Pulmonary microthrombi during left ventricular assist device implantation.

Igor D Gregoric1, Vijay Patel, Rajko Radovancevic, Arthur W Bracey, Branislav Radovancevic, O H Frazier.   

Abstract

Critically ill heart failure patients undergoing left ventricular assist device implantation have alterations in their coagulation profiles; as a result, hemorrhagic complications during the postoperative period are the most common and serious problems during device support of these patients. The use of aprotinin therapy is generally accepted for reducing bleeding after coronary artery bypass grafting procedures, heart transplantation, and insertion of a left ventricular assist device. We describe the case of a patient who had a suprasystemic increase in pulmonary artery pressure, caused by thromboembolic occlusion of the pulmonary arterioles after urgent implantation of a left ventricular assist device.
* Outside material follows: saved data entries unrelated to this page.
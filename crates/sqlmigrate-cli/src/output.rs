use anyhow::{Context, Result};
use sqlmigrate_db::{MigrationState, MigrationStatus, RunReport, Runner};

fn migration_name(runner: &Runner, id: sqlmigrate_db::MigrationId) -> &str {
    runner.registry().get(id).map_or("?", |m| m.name())
}

pub fn print_report(runner: &Runner, report: &RunReport) {
    if report.is_noop() {
        println!("database is up to date ({} migrations)", runner.registry().len());
        return;
    }
    for id in &report.applied {
        println!("applied   {id:>4}  {}", migration_name(runner, *id));
    }
    println!(
        "{} applied, {} already up to date",
        report.applied.len(),
        report.skipped.len()
    );
}

fn format_status_line(status: &MigrationStatus) -> String {
    let state = match status.state {
        MigrationState::Applied => "applied",
        MigrationState::Pending => "pending",
    };
    let revert = if status.revertible { "" } else { "  (irreversible)" };
    format!("{state:<8}  {:>4}  {}{revert}", status.id, status.name)
}

pub fn print_status(status: &[MigrationStatus], json: bool) -> Result<()> {
    if json {
        let out = serde_json::to_string_pretty(status).context("failed to serialize status")?;
        println!("{out}");
        return Ok(());
    }

    if status.is_empty() {
        println!("no migrations registered");
    }
    for line in status.iter().map(format_status_line) {
        println!("{line}");
    }
    Ok(())
}

#[cfg(test)]
mod tests {
    use sqlmigrate_db::MigrationId;

    use super::*;

    #[test]
    fn status_line_marks_irreversible_migrations() {
        let line = format_status_line(&MigrationStatus {
            id: MigrationId::new(3),
            name: "add_price".into(),
            state: MigrationState::Pending,
            revertible: false,
        });
        assert_eq!(line, "pending      3  add_price  (irreversible)");

        let line = format_status_line(&MigrationStatus {
            id: MigrationId::new(12),
            name: "create_items".into(),
            state: MigrationState::Applied,
            revertible: true,
        });
        assert_eq!(line, "applied     12  create_items");
    }
}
The complications developed after the patient was weaned from cardiopulmonary bypass and heparinization was reversed with protamine. Although the thrombosis was successfully reversed with intraoperative administration of tissue plasminogen activator directly to the pulmonary artery, the patient died of massive hemorrhage 6 hours later. To our knowledge, the direct application of tissue plasminogen activator into the pulmonary artery in such a catastrophic situation has not been used elsewhere.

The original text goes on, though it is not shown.